#[tokio::main]
async fn main() {
    if let Err(err) = iot_mcp::mcp::server::run_stdio().await {
        eprintln!("iot-mcp: {}", err);
        std::process::exit(1);
    }
}
//! Human-readable labels for the platform's numeric codes.

use crate::utils::text::display_value;
use serde_json::Value;

/// Integer code from a JSON number or numeric string.
fn code_of(value: Option<&Value>) -> Option<i64> {
    match value? {
        Value::Number(n) => n.as_i64(),
        Value::String(text) => text.trim().parse().ok(),
        _ => None,
    }
}

fn unknown(value: Option<&Value>) -> String {
    format!("Unknown ({})", display_value(value, "None"))
}

fn lookup(value: Option<&Value>, table: &[(i64, &str)]) -> String {
    code_of(value)
        .and_then(|code| table.iter().find(|(known, _)| *known == code))
        .map(|(_, label)| label.to_string())
        .unwrap_or_else(|| unknown(value))
}

pub fn auth_mode(value: Option<&Value>) -> String {
    lookup(
        value,
        &[
            (0, "Dynamic Authentication"),
            (1, "Static Authentication"),
            (2, "X509 Authentication"),
        ],
    )
}

pub fn access_type(value: Option<&Value>) -> String {
    lookup(
        value,
        &[
            (0, "Direct Device"),
            (1, "Gateway Device"),
            (2, "Gateway Sub-device"),
        ],
    )
}

pub fn data_format(value: Option<&Value>) -> String {
    lookup(value, &[(0, "Transparent Transmission"), (3, "Thing Model")])
}

/// Network codes arrive as strings; integers are accepted too.
pub fn network_way(value: Option<&Value>) -> String {
    if matches!(value, None | Some(Value::Null)) {
        return "Not Specified".to_string();
    }
    lookup(
        value,
        &[
            (1, "WiFi"),
            (2, "Cellular (2G/3G/4G/5G)"),
            (3, "NB-IoT"),
            (4, "LoRa"),
            (5, "Ethernet"),
            (6, "Other"),
        ],
    )
}

pub fn direction(value: Option<&Value>) -> String {
    lookup(value, &[(1, "Uplink"), (2, "Downlink")])
}

pub fn send_status(value: Option<&Value>) -> String {
    lookup(value, &[(0, "Not Sent"), (1, "Sent"), (-1, "Send Failed")])
}

const EVENT_TYPES: &[(i64, &str)] = &[
    (0, "Offline"),
    (1, "Online"),
    (2, "Reconnect"),
    (3, "Information"),
    (4, "Alert"),
    (5, "Fault"),
    (6, "Reset"),
];

pub fn event_type(value: Option<&Value>) -> String {
    code_of(value)
        .and_then(|code| EVENT_TYPES.iter().find(|(known, _)| *known == code))
        .map(|(_, label)| label.to_string())
        .unwrap_or_else(|| format!("Unknown Type ({})", display_value(value, "N/A")))
}

/// True when the field holds the integer 1.
pub fn is_set(value: Option<&Value>) -> bool {
    code_of(value) == Some(1)
}

pub fn online_status(value: Option<&Value>) -> &'static str {
    if is_set(value) {
        "Online"
    } else {
        "Offline"
    }
}

pub fn yes_no(value: Option<&Value>) -> &'static str {
    if is_set(value) {
        "Yes"
    } else {
        "No"
    }
}

#[cfg(test)]
mod tests {
    use super::*;
    use serde_json::json;

    #[test]
    fn known_codes_map_to_labels() {
        assert_eq!(access_type(Some(&json!(1))), "Gateway Device");
        assert_eq!(auth_mode(Some(&json!(2))), "X509 Authentication");
        assert_eq!(data_format(Some(&json!(3))), "Thing Model");
        assert_eq!(network_way(Some(&json!("2"))), "Cellular (2G/3G/4G/5G)");
        assert_eq!(network_way(Some(&json!(5))), "Ethernet");
        assert_eq!(send_status(Some(&json!(-1))), "Send Failed");
        assert_eq!(event_type(Some(&json!("4"))), "Alert");
    }

    #[test]
    fn unknown_codes_echo_the_input() {
        assert_eq!(access_type(Some(&json!(5))), "Unknown (5)");
        assert_eq!(data_format(Some(&json!(1))), "Unknown (1)");
        assert_eq!(auth_mode(None), "Unknown (None)");
        assert_eq!(network_way(Some(&json!("9"))), "Unknown (9)");
        assert_eq!(direction(Some(&json!("sideways"))), "Unknown (sideways)");
        assert_eq!(event_type(Some(&json!(42))), "Unknown Type (42)");
        assert_eq!(event_type(None), "Unknown Type (N/A)");
    }

    #[test]
    fn absent_network_way_is_not_specified() {
        assert_eq!(network_way(None), "Not Specified");
        assert_eq!(network_way(Some(&Value::Null)), "Not Specified");
    }

    #[test]
    fn flags_only_accept_one() {
        assert_eq!(online_status(Some(&json!(1))), "Online");
        assert_eq!(online_status(Some(&json!(0))), "Offline");
        assert_eq!(yes_no(None), "No");
    }
}
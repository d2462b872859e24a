use std::sync::atomic::{AtomicI64, Ordering};

pub trait Clock: Send + Sync {
    fn now_millis(&self) -> i64;

    fn now_secs(&self) -> i64 {
        self.now_millis().div_euclid(1000)
    }
}

#[derive(Debug, Clone, Copy, Default)]
pub struct SystemClock;

impl Clock for SystemClock {
    fn now_millis(&self) -> i64 {
        chrono::Utc::now().timestamp_millis()
    }
}

/// Clock that only moves when told to.
#[derive(Debug, Default)]
pub struct ManualClock {
    millis: AtomicI64,
}

impl ManualClock {
    pub fn at_secs(secs: i64) -> Self {
        Self {
            millis: AtomicI64::new(secs * 1000),
        }
    }

    pub fn advance_secs(&self, secs: i64) {
        self.millis.fetch_add(secs * 1000, Ordering::SeqCst);
    }
}

impl Clock for ManualClock {
    fn now_millis(&self) -> i64 {
        self.millis.load(Ordering::SeqCst)
    }
}
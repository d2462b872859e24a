#![allow(dead_code)]

use iot_mcp::app::App;
use iot_mcp::constants::endpoints;
use iot_mcp::errors::ToolError;
use iot_mcp::services::clock::ManualClock;
use iot_mcp::services::config::Settings;
use iot_mcp::services::transport::{UpstreamRequest, UpstreamTransport};
use jsonwebtoken::{encode, EncodingKey, Header};
use once_cell::sync::Lazy;
use serde_json::{json, Value};
use std::collections::{HashMap, VecDeque};
use std::sync::{Arc, Mutex};

pub static ENV_LOCK: Lazy<tokio::sync::Mutex<()>> = Lazy::new(|| tokio::sync::Mutex::new(()));

pub const NOW_SECS: i64 = 1_700_000_000;

/// In-memory upstream: answers each path from its own queue and records
/// every request it sees.
#[derive(Default)]
pub struct ScriptedTransport {
    responses: Mutex<HashMap<String, VecDeque<Result<Value, ToolError>>>>,
    requests: Mutex<Vec<UpstreamRequest>>,
}

impl ScriptedTransport {
    pub fn new() -> Arc<Self> {
        Arc::new(Self::default())
    }

    pub fn push(&self, path: &str, body: Value) {
        self.push_result(path, Ok(body));
    }

    pub fn push_err(&self, path: &str, err: ToolError) {
        self.push_result(path, Err(err));
    }

    fn push_result(&self, path: &str, result: Result<Value, ToolError>) {
        self.responses
            .lock()
            .unwrap()
            .entry(path.to_string())
            .or_default()
            .push_back(result);
    }

    pub fn requests(&self) -> Vec<UpstreamRequest> {
        self.requests.lock().unwrap().clone()
    }

    pub fn requests_to(&self, path: &str) -> Vec<UpstreamRequest> {
        self.requests()
            .into_iter()
            .filter(|request| request.path == path)
            .collect()
    }
}

#[async_trait::async_trait]
impl UpstreamTransport for ScriptedTransport {
    async fn send(&self, request: &UpstreamRequest) -> Result<Value, ToolError> {
        self.requests.lock().unwrap().push(request.clone());
        self.responses
            .lock()
            .unwrap()
            .get_mut(&request.path)
            .and_then(VecDeque::pop_front)
            .unwrap_or_else(|| {
                Err(ToolError::transport(format!(
                    "no scripted response for {}",
                    request.path
                )))
            })
    }
}

pub fn jwt_with_exp(exp: i64) -> String {
    encode(
        &Header::default(),
        &json!({ "exp": exp, "sub": "tester" }),
        &EncodingKey::from_secret(b"scripted"),
    )
    .expect("encode jwt")
}

/// Keys configured, no cached token.
pub fn settings() -> Settings {
    Settings {
        base_url: Some("https://iot.example.test".to_string()),
        access_key: Some("ak-test".to_string()),
        access_secret: Some("sk-test".to_string()),
        access_token: None,
    }
}

/// Keys configured plus a token valid for a day past `NOW_SECS`.
pub fn authorized_settings() -> Settings {
    Settings {
        access_token: Some(jwt_with_exp(NOW_SECS + 86_400)),
        ..settings()
    }
}

pub fn clock() -> Arc<ManualClock> {
    Arc::new(ManualClock::at_secs(NOW_SECS))
}

pub fn test_app(transport: Arc<ScriptedTransport>) -> App {
    App::with_components(&authorized_settings(), transport, clock()).expect("app wiring")
}

pub fn ok(data: Value) -> Value {
    json!({ "code": 200, "msg": "success", "data": data })
}

pub fn login_ok(transport: &ScriptedTransport, exp: i64) -> String {
    let token = jwt_with_exp(exp);
    transport.push(
        endpoints::AUTH_LOGIN,
        json!({ "access_token": token, "exp": exp }),
    );
    token
}

pub fn devices(count: usize, offset: usize) -> Value {
    Value::Array(
        (0..count)
            .map(|i| json!({ "deviceKey": format!("dk-{}", offset + i), "deviceStatus": 1 }))
            .collect(),
    )
}
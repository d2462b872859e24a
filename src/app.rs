use crate::errors::ToolError;
use crate::managers::devices::{DeviceManager, DEVICE_TOOLS};
use crate::managers::health::{HealthManager, HEALTH_TOOLS};
use crate::managers::history::{HistoryManager, HISTORY_TOOLS};
use crate::managers::location::{LocationManager, LOCATION_TOOLS};
use crate::managers::products::{ProductManager, PRODUCT_TOOLS};
use crate::managers::properties::{PropertyManager, PROPERTY_TOOLS};
use crate::mcp::catalog::tool_catalog;
use crate::services::clock::{Clock, SystemClock};
use crate::services::config::Settings;
use crate::services::credential::CredentialStore;
use crate::services::insights::DeviceInsights;
use crate::services::iot_client::IotClient;
use crate::services::logger::Logger;
use crate::services::tool_executor::{ToolExecutor, ToolHandler};
use crate::services::transport::{HttpTransport, UpstreamTransport};
use crate::services::validation::Validation;
use std::collections::HashMap;
use std::sync::Arc;

pub struct App {
    pub logger: Logger,
    pub tool_executor: Arc<ToolExecutor>,
    pub client: Arc<IotClient>,
}

impl App {
    fn validate_tool_wiring(
        handlers: &HashMap<String, Arc<dyn ToolHandler>>,
    ) -> Result<(), ToolError> {
        let mut missing: Vec<String> = tool_catalog()
            .iter()
            .filter(|tool| !handlers.contains_key(&tool.name))
            .map(|tool| tool.name.clone())
            .collect();
        if missing.is_empty() {
            return Ok(());
        }
        missing.sort();
        Err(ToolError::internal("Tool wiring is incomplete").with_hint(
            "This is a server wiring bug: every tool in tool_catalog.json must have a handler."
                .to_string(),
        )
        .with_details(serde_json::json!({ "missing_tools": missing })))
    }

    fn register(
        handlers: &mut HashMap<String, Arc<dyn ToolHandler>>,
        tools: &[&str],
        handler: Arc<dyn ToolHandler>,
    ) {
        for tool in tools {
            handlers.insert((*tool).to_string(), handler.clone());
        }
    }

    /// Production wiring: settings from the environment, HTTP transport,
    /// wall clock.
    pub fn initialize() -> Result<Self, ToolError> {
        let settings = Settings::from_env();
        let logger = Logger::new("iot-mcp");
        let transport: Arc<dyn UpstreamTransport> = Arc::new(HttpTransport::new(
            logger.clone(),
            settings.base_url.clone(),
        )?);
        if settings.base_url.is_none() {
            logger.warn("BASE_URL is not set; upstream calls will fail", None);
        }
        Self::build(logger, &settings, transport, Arc::new(SystemClock))
    }

    /// Wiring with an injected transport and clock.
    pub fn with_components(
        settings: &Settings,
        transport: Arc<dyn UpstreamTransport>,
        clock: Arc<dyn Clock>,
    ) -> Result<Self, ToolError> {
        Self::build(Logger::new("iot-mcp"), settings, transport, clock)
    }

    fn build(
        logger: Logger,
        settings: &Settings,
        transport: Arc<dyn UpstreamTransport>,
        clock: Arc<dyn Clock>,
    ) -> Result<Self, ToolError> {
        let validation = Validation::new();
        let credentials = Arc::new(CredentialStore::new(
            logger.clone(),
            settings,
            transport.clone(),
            clock,
        ));
        let client = Arc::new(IotClient::new(logger.clone(), transport, credentials));
        let insights = Arc::new(DeviceInsights::new(logger.clone(), client.clone()));

        let mut handlers: HashMap<String, Arc<dyn ToolHandler>> = HashMap::new();
        Self::register(
            &mut handlers,
            PRODUCT_TOOLS,
            Arc::new(ProductManager::new(
                logger.clone(),
                validation.clone(),
                client.clone(),
            )),
        );
        Self::register(
            &mut handlers,
            DEVICE_TOOLS,
            Arc::new(DeviceManager::new(
                logger.clone(),
                validation.clone(),
                client.clone(),
                insights.clone(),
            )),
        );
        Self::register(
            &mut handlers,
            LOCATION_TOOLS,
            Arc::new(LocationManager::new(
                logger.clone(),
                validation.clone(),
                client.clone(),
            )),
        );
        Self::register(
            &mut handlers,
            HISTORY_TOOLS,
            Arc::new(HistoryManager::new(
                logger.clone(),
                validation.clone(),
                client.clone(),
            )),
        );
        Self::register(
            &mut handlers,
            PROPERTY_TOOLS,
            Arc::new(PropertyManager::new(
                logger.clone(),
                validation,
                client.clone(),
                insights,
            )),
        );
        Self::register(
            &mut handlers,
            HEALTH_TOOLS,
            Arc::new(HealthManager::new(logger.clone(), client.clone())),
        );

        Self::validate_tool_wiring(&handlers)?;
        let tool_executor = Arc::new(ToolExecutor::new(logger.clone(), handlers));
        logger.info(
            "tools registered",
            Some(&serde_json::json!({ "count": tool_executor.tool_names().len() })),
        );
        Ok(Self {
            logger,
            tool_executor,
            client,
        })
    }
}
########
▶ EXERCISE DESCRIPTION
Which lines above contain the word "numeric"? Show each of them.

▶ WRITTEN SOLUTION
//! Human-readable labels for the platform's numeric codes.
/// Integer code from a JSON number or numeric string.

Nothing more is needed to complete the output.